Im Jahre 1968 hatte die Kirchbürgerversammlung einer Erweiterung des bestehenden Friedhofes zugestimmt und so, obwohl zu jenem Zeitpunkt davon nicht die Rede war, den Weg freigemacht, für den späteren Bau einer Aufbahrungshalle und die teilweise Umgestaltung des Gräberfeldes für Erd- und Urnenbestattungen durch die politische Gemeinde Au.
Neben baulichen Änderungen und Erweiterungen in und um Kirche und Pfarreiheim erfuhr die Gemeinde im Lauf der letzten Jahrzehnte eine ganze Reihe von Neuerungen anderer Art.
Am 1. Dezember 1960 zählte Heerbrugg 860 Katholiken; am 1. Dezember 1970 waren es 1520 oder 58% der Bevölkerung, rund ein Drittel davon Ausländer; am 1. Dezember 1980 betrug die Zahl der Katholiken 1676. Im September 2002 zählte die Pfarrei Heerbrugg 1532 Katholiken, davon 1102 Schweizer und 430 mit ausländischem Pass, davon 159 Italiener und 61 Spanier.

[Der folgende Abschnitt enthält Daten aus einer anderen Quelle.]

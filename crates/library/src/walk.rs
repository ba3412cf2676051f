use std::collections::HashSet;
use std::path::{Path, PathBuf};

use tracing::warn;
use walkdir::{DirEntry, WalkDir};

pub const DEFAULT_EXTENSIONS: &[&str] = &[
    "mp3", "flac", "ogg", "oga", "opus", "m4a", "mp4", "aac", "wav", "wv", "ape", "mpc", "aiff",
    "aif",
];

#[derive(Debug, Clone, PartialEq, Eq)]
pub enum WalkEntry {
    File(PathBuf),
    /// A directory (or root) that could not be read. The walk carries on with its siblings.
    Skipped { path: PathBuf, error: String },
}

/// Enumerates candidate audio files under a set of roots.
#[derive(Debug, Clone)]
pub struct Walker {
    roots: Vec<PathBuf>,
    extensions: HashSet<String>,
    recursive: bool,
}

impl Walker {
    pub fn new<P, S>(roots: &[P], extensions: &[S], recursive: bool) -> Self
    where
        P: AsRef<Path>,
        S: AsRef<str>,
    {
        let mut unique = Vec::new();
        for root in roots {
            let root = absolute_root(root.as_ref());
            if !unique.contains(&root) {
                unique.push(root);
            }
        }
        let extensions = extensions
            .iter()
            .map(|ext| ext.as_ref().trim_start_matches('.').to_ascii_lowercase())
            .filter(|ext| !ext.is_empty())
            .collect();
        Self {
            roots: unique,
            extensions,
            recursive,
        }
    }

    pub fn roots(&self) -> &[PathBuf] {
        &self.roots
    }

    /// Walks every root in order. Each call starts a fresh traversal.
    pub fn entries(&self) -> impl Iterator<Item = WalkEntry> + '_ {
        self.roots.iter().flat_map(move |root| {
            let mut walker = WalkDir::new(root).follow_links(false).sort_by_file_name();
            if !self.recursive {
                walker = walker.max_depth(1);
            }
            walker
                .into_iter()
                .filter_map(move |entry| match entry {
                    Ok(entry) => self.accept(&entry).then(|| WalkEntry::File(entry.into_path())),
                    Err(err) => {
                        let path = err.path().unwrap_or(root.as_path()).to_path_buf();
                        warn!("Skipping unreadable directory {:?}: {}", path, err);
                        Some(WalkEntry::Skipped {
                            path,
                            error: err.to_string(),
                        })
                    }
                })
        })
    }

    /// Counting pass: number of files `entries` would yield right now.
    pub fn count_files(&self) -> usize {
        self.entries()
            .filter(|entry| matches!(entry, WalkEntry::File(_)))
            .count()
    }

    pub fn is_supported(&self, path: &Path) -> bool {
        path.extension()
            .map(|ext| ext.to_string_lossy().to_ascii_lowercase())
            .map(|ext| self.extensions.contains(&ext))
            .unwrap_or(false)
    }

    fn accept(&self, entry: &DirEntry) -> bool {
        entry.file_type().is_file() && self.is_supported(entry.path())
    }
}

/// Relative roots are resolved against the working directory once, up front.
fn absolute_root(root: &Path) -> PathBuf {
    if root.is_absolute() {
        return root.to_path_buf();
    }
    match std::path::absolute(root) {
        Ok(path) => path,
        Err(err) => {
            warn!("Cannot make {:?} absolute: {}", root, err);
            root.to_path_buf()
        }
    }
}
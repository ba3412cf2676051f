use std::collections::HashSet;
use std::fs;
use std::io;
use std::path::Path;

use common::{checksum_file, system_time_nanos, Fingerprint};

#[derive(Clone, Copy, Debug, PartialEq, Eq)]
pub enum FileChange {
    New,
    Unchanged,
    Modified,
}

/// Unchanged only when both the write time and the content hash match.
pub fn classify(stored: Option<&Fingerprint>, current: &Fingerprint) -> FileChange {
    match stored {
        None => FileChange::New,
        Some(stored) if stored == current => FileChange::Unchanged,
        Some(_) => FileChange::Modified,
    }
}

pub fn fingerprint_file(path: &Path) -> io::Result<Fingerprint> {
    let modified = fs::metadata(path)?.modified()?;
    Ok(Fingerprint {
        last_write: system_time_nanos(modified),
        checksum: checksum_file(path)?,
    })
}

/// Cataloged paths that the walk did not observe, sorted.
pub fn missing_paths<I>(catalog_paths: I, observed: &HashSet<String>) -> Vec<String>
where
    I: IntoIterator<Item = String>,
{
    let mut missing: Vec<String> = catalog_paths
        .into_iter()
        .filter(|path| !observed.contains(path))
        .collect();
    missing.sort();
    missing
}

#[cfg(test)]
mod tests {
    use super::{classify, fingerprint_file, missing_paths, FileChange};
    use common::{Checksum, Fingerprint};
    use std::collections::HashSet;
    use std::fs;

    #[test]
    fn classifies_by_full_fingerprint() {
        let stored = Fingerprint {
            last_write: 10,
            checksum: Checksum([1; 32]),
        };
        let touched = Fingerprint {
            last_write: 11,
            ..stored
        };
        let rewritten = Fingerprint {
            checksum: Checksum([2; 32]),
            ..stored
        };

        assert_eq!(classify(None, &stored), FileChange::New);
        assert_eq!(classify(Some(&stored), &stored), FileChange::Unchanged);
        assert_eq!(classify(Some(&stored), &touched), FileChange::Modified);
        assert_eq!(classify(Some(&stored), &rewritten), FileChange::Modified);
    }

    #[test]
    fn content_change_alters_fingerprint() {
        let dir = tempfile::tempdir().unwrap();
        let path = dir.path().join("a.mp3");
        fs::write(&path, b"first").unwrap();
        let before = fingerprint_file(&path).unwrap();
        assert_eq!(fingerprint_file(&path).unwrap(), before);

        fs::write(&path, b"second").unwrap();
        let after = fingerprint_file(&path).unwrap();
        assert_ne!(after.checksum, before.checksum);
    }

    #[test]
    fn missing_paths_are_sorted() {
        let observed: HashSet<String> = ["/m/b".to_string()].into_iter().collect();
        let catalog = vec!["/m/c".to_string(), "/m/b".to_string(), "/m/a".to_string()];
        assert_eq!(missing_paths(catalog, &observed), vec!["/m/a", "/m/c"]);
    }
}
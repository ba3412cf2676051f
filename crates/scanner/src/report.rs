use std::fmt::Write as _;
use std::time::{Duration, SystemTime};

use time::format_description::well_known::Rfc3339;
use time::OffsetDateTime;

use crate::state::{ScanState, ScanStats, ScanStatus};

/// Plain-text report of a finished run: errors first, then duplicates.
pub fn render_report(stats: &ScanStats) -> String {
    let mut out = String::new();
    let _ = writeln!(out, "Errors: {}", stats.errors.len());
    for error in &stats.errors {
        match &error.system_error {
            Some(detail) => {
                let _ = writeln!(out, "{} - {}: {}", error.path, error.kind, detail);
            }
            None => {
                let _ = writeln!(out, "{} - {}", error.path, error.kind);
            }
        }
    }
    out.push('\n');
    let _ = writeln!(out, "Duplicates: {}", stats.duplicates.len());
    for duplicate in &stats.duplicates {
        let _ = writeln!(out, "{} - {}", duplicate.path, duplicate.reason);
    }
    out
}

pub fn summary_line(stats: &ScanStats) -> String {
    let finished = stats
        .stop_time
        .map(format_time)
        .unwrap_or_else(|| "not finished".to_string());
    format!(
        "{} files in {}, finished {}, {} errors, {} duplicates",
        stats.nb_files(),
        format_elapsed(stats.elapsed()),
        finished,
        stats.errors.len(),
        stats.duplicates.len()
    )
}

/// One-line description of the current scanner state.
pub fn status_line(status: &ScanStatus) -> String {
    match status.state {
        ScanState::NotScheduled => "Not scheduled".to_string(),
        ScanState::Scheduled => match status.next_scheduled {
            Some(at) => format!("Scheduled at {}", format_time(at)),
            None => "Scheduled".to_string(),
        },
        ScanState::InProgress => match &status.in_progress {
            Some(stats) => format!(
                "In progress: {}/{} files ({:.1}%)",
                stats.processed_files,
                stats.files_to_scan,
                stats.progress() * 100.0
            ),
            None => "In progress".to_string(),
        },
    }
}

/// `1h02m03s`, `04m05s`, `09s`.
pub fn format_elapsed(elapsed: Duration) -> String {
    let secs = elapsed.as_secs();
    let mut out = String::new();
    if secs >= 3600 {
        let _ = write!(out, "{}h", secs / 3600);
    }
    if secs >= 60 {
        let _ = write!(out, "{:02}m", (secs % 3600) / 60);
    }
    let _ = write!(out, "{:02}s", secs % 60);
    out
}

fn format_time(time: SystemTime) -> String {
    OffsetDateTime::from(time)
        .format(&Rfc3339)
        .unwrap_or_else(|_| format!("{:?}", time))
}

Die fortschreitende Überbauung der Grenzzone des Schulkreises Heerbrugg bedingte auch eine neue Grenzziehung zwischen den Pfarreien und Kirchgemeinden Berneck und Heerbrugg. Seit dem Beginn der 60er Jahre wurden die Bruder-Klausen-Kirche mehr und mehr auch zu einer religiösen Heimstatt für Italiener und Spanier, wo deren Seelsorger P. Giustino Longhi und nach ihm P. Pietro Ducoli, resp. Don Antonio Sole i Pich und später Don Jose Polvorosa und Don Elvia Perdreida mit ihren Landsleuten regelmässig Gottesdienst feierten und feiern, und das Pfarreiheim zu deren gesellschaftlichen Begegnungsstätte
Heute feiert Don Alois Tomiczek die spanische Messe in der Pfarrkirche. Bis Mitte 2003 kümmerte sich Don Antonio Angelone um die Anliegen der italienischen Mitchristen. Seine Stelle wurde nach seiner Rückkehr nach Italien nicht mehr neu besetzt, so dass die regelmässigen Italienermessen in Heerbrugg im Jahre 2003 eingestellt wurden. Die Betreuung der älteren italienischsprachigen Mitchristen erfolgt seit dieser Zeit von Schaan/FL aus, durch Don Egidio Todeschini.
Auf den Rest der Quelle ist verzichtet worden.